Esta diretriz foi avaliada por membros do comitê editorial da revista quanto aos aspectos qualitativos de sua metodologia. Todas as recomendações clínicas e diretrizes devem ser avaliadas para garantir que a ocorrência de qualquer viés no desenvolvimento de uma diretriz tenha adequadamente sido tratada, e que as recomendações sejam tanto internas quanto externamente válidas, além de factíveis na prática. Trata-se de um processo complexo, e a literatura disponibiliza algumas ferramentas, como a metodologia AGREE II. Esta avaliação inclui julgamentos quanto aos métodos utilizados para o desenvolvimento de diretrizes, os componentes das recomendações finais e os fatores ligados à sua captação.(11 Brouwers M, Kho ME, Browman GP, Cluzeau F, Feder G, Fervers B, Hanna S, Makarski J on behalf of the AGREE Next Steps Consortium. AGREE II: Advancing guideline development, reporting and evaluation in healthcare. Can Med Assoc J. 2010, 182:E839-842.) Com base na metodologia AGREE II, qualquer diretriz deve ser avaliada segundo seis domínios - esta metodologia será utilizada durante todo o processo do projeto Diretrizes AMIB.

O primeiro domínio se refere a "Escopo e finalidade" da diretriz. Neste tópico, os revisores devem avaliar se os objetivos, questões de pesquisa e população foram bem definidos, e quais benefícios sanitários estão previstos com a implantação da diretriz, específicos para o problema clínico ou tópico de saúde. O segundo domínio deve avaliar o "Envolvimento das partes interessadas", ao averiguar o envolvimento dos autores no processo, assegurando que todos os grupos potencialmente interessados nos resultados estejam representados e que os alvos sejam bem definidos. Conflitos de interesse não declarados podem ser descobertos quando se avaliam estes aspectos, e estes devem ser considerados como parte da análise de qualidade de uma diretriz, assim como a independência editorial. O próximo domínio é "Desenvolvimento rigoroso", no qual deve ser avaliada toda a metodologia da construção da diretriz. Devem ser avaliados os critérios de busca, como as evidências foram selecionadas e graduadas, o nível das recomendações e como foram redigidas, e quanto todos estes aspectos foram bem descritos.
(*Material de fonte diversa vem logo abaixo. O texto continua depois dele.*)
//! Continuous controls: levers, knobs and rheostats with an absolute value.

use serde::{Deserialize, Serialize};

use crate::binding::{
    ActionDescriptor, ActionKind, BindingValue, BindingValueUnit, ValueDescriptor,
};
use crate::context::{ActionContext, ActionOutcome, ChangeOrigin, Notifications, ValueSlot};
use crate::element::DataElement;
use crate::error::{FunctionError, FunctionResult};
use crate::function::{FunctionIdentity, NetworkFunction};
use crate::functions::{describe, require_element, require_finite, require_text};
use crate::wire::{WireCommand, parse_wire_f64};

/// A bounded number that either clamps or wraps at its ends.
#[derive(Debug, Clone, Copy, PartialEq, Serialize, Deserialize)]
pub struct RangedValue {
    pub min: f64,
    pub max: f64,
    #[serde(default, rename = "loop")]
    pub looped: bool,
}

impl RangedValue {
    pub fn new(min: f64, max: f64) -> Self {
        Self {
            min,
            max,
            looped: false,
        }
    }

    #[must_use]
    pub fn looped(mut self, looped: bool) -> Self {
        self.looped = looped;
        self
    }

    pub fn span(&self) -> f64 {
        self.max - self.min
    }

    /// Brings `value` into range.
    ///
    /// Looping ranges subtract or add whole spans until the value lands in
    /// `[min, max]`, so `max` itself is kept rather than folded onto `min`.
    pub fn apply(&self, value: f64) -> f64 {
        if !self.looped {
            return value.clamp(self.min, self.max);
        }
        let span = self.span();
        if span <= 0.0 {
            return self.min;
        }
        if value > self.max {
            let spans = ((value - self.max) / span).ceil();
            value - spans * span
        } else if value < self.min {
            let spans = ((self.min - value) / span).ceil();
            value + spans * span
        } else {
            value
        }
    }

    pub(crate) fn validate(&self, identity: &FunctionIdentity) -> FunctionResult<()> {
        require_finite(identity, "min", self.min)?;
        require_finite(identity, "max", self.max)?;
        if self.min >= self.max {
            return Err(FunctionError::invalid(
                identity.local_key(),
                format!("min {} must be below max {}", self.min, self.max),
            ));
        }
        Ok(())
    }
}

#[derive(Debug, Clone, PartialEq, Serialize, Deserialize)]
pub struct AxisConfig {
    #[serde(flatten)]
    pub identity: FunctionIdentity,
    pub device_id: String,
    pub element: DataElement,
    pub action_id: String,
    #[serde(flatten)]
    pub range: RangedValue,
    pub step: f64,
    #[serde(default)]
    pub unit: BindingValueUnit,
}

/// Absolute continuous control.
#[derive(Debug)]
pub struct Axis {
    identity: FunctionIdentity,
    device_id: String,
    element: DataElement,
    action_id: String,
    range: RangedValue,
    step: f64,
    current: Option<f64>,
    value: ValueSlot,
}

impl Axis {
    /// # Errors
    ///
    /// Fails for blank names or ids, an empty range, or a non-positive step.
    pub fn new(config: AxisConfig) -> FunctionResult<Self> {
        let AxisConfig {
            identity,
            device_id,
            element,
            action_id,
            range,
            step,
            unit,
        } = config;
        identity.validate()?;
        require_element(&identity, &element)?;
        require_text(&identity, "device_id", &device_id)?;
        require_text(&identity, "action_id", &action_id)?;
        range.validate(&identity)?;
        validate_step(&identity, step)?;
        let value = ValueSlot::new(identity.address(), unit, "Current value");
        Ok(Self {
            identity,
            device_id,
            element,
            action_id,
            range,
            step,
            current: None,
            value,
        })
    }

    pub fn current(&self) -> Option<f64> {
        self.current
    }

    pub fn range(&self) -> RangedValue {
        self.range
    }

    fn send(&mut self, target: f64, context: &mut ActionContext<'_>) -> ActionOutcome {
        let target = self.range.apply(target);
        if !target.is_finite() {
            return ActionOutcome::ignored(format!("{} has no finite target", self.identity));
        }
        context.outbox.send(WireCommand::numeric(
            &self.device_id,
            &self.action_id,
            target,
            self.element.precision(),
        ));
        self.current = Some(target);
        self.value
            .set(target.into(), ChangeOrigin::Action, context.notifications);
        ActionOutcome::Executed
    }

    fn nudge(&mut self, sign: f64, parameter: &BindingValue, context: &mut ActionContext<'_>) -> ActionOutcome {
        let amount = step_override(parameter).unwrap_or(self.step);
        // Unknown position starts from the bottom of the range.
        let base = self.current.unwrap_or(self.range.min);
        self.send(base + sign * amount, context)
    }
}

pub(crate) fn validate_step(identity: &FunctionIdentity, step: f64) -> FunctionResult<()> {
    require_finite(identity, "step", step)?;
    if step <= 0.0 {
        return Err(FunctionError::invalid(identity.local_key(), "step must be positive"));
    }
    Ok(())
}

/// Explicit nudge amount from an action parameter, if one was given.
pub(crate) fn step_override(parameter: &BindingValue) -> Option<f64> {
    parameter
        .as_f64()
        .filter(|v| v.is_finite() && *v != 0.0)
        .map(f64::abs)
}

impl NetworkFunction for Axis {
    fn identity(&self) -> &FunctionIdentity {
        &self.identity
    }

    fn data_elements(&self) -> Vec<DataElement> {
        vec![self.element.clone()]
    }

    fn process_network_data(&mut self, id: &str, value: &str, notifications: &mut Notifications) {
        if id != self.element.id {
            return;
        }
        let Some(raw) = parse_wire_f64(value) else {
            return;
        };
        let decoded = self.range.apply(raw);
        self.current = Some(decoded);
        self.value
            .set(decoded.into(), ChangeOrigin::Network, notifications);
    }

    fn reset(&mut self, notifications: &mut Notifications) {
        self.current = None;
        self.value.clear(notifications);
    }

    fn values(&self) -> Vec<(ValueDescriptor, BindingValue)> {
        vec![(self.value.descriptor().clone(), self.value.get().clone())]
    }

    fn actions(&self) -> Vec<ActionDescriptor> {
        let unit = Some(self.value.descriptor().unit);
        vec![
            self.identity
                .action(ActionKind::Set, unit, describe(&self.identity, "Set")),
            self.identity
                .action(ActionKind::Increment, unit, describe(&self.identity, "Increase")),
            self.identity
                .action(ActionKind::Decrement, unit, describe(&self.identity, "Decrease")),
        ]
    }

    fn execute(
        &mut self,
        action: ActionKind,
        parameter: &BindingValue,
        context: &mut ActionContext<'_>,
    ) -> ActionOutcome {
        match action {
            ActionKind::Set => match parameter.as_f64() {
                Some(target) => self.send(target, context),
                None => ActionOutcome::ignored(format!(
                    "{} cannot be set to '{parameter}'",
                    self.identity
                )),
            },
            ActionKind::Increment => self.nudge(1.0, parameter, context),
            ActionKind::Decrement => self.nudge(-1.0, parameter, context),
            other => ActionOutcome::ignored(format!("{} does not support '{other}'", self.identity)),
        }
    }
}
O quarto domínio deve avaliar a "Clareza da apresentação", checando o quanto as recomendações são fornecidas de forma específica e sem ambiguidades, se oferecem opções para o controle e, quando a evidência não é definitiva, as incertezas sobre a melhor opção de cuidado. O quinto domínio é "Aplicabilidade", pois uma diretriz deve descrever facilitadores e barreiras para sua implantação, assim como discutir implicações em termos de recursos e ferramentas para monitoramento e auditoria de sua implantação. O último domínio se refere à "Independência editorial", e tem o objetivo de garantir que as visões e achados do corpo não tenham influenciado no conteúdo e nas recomendações da diretriz.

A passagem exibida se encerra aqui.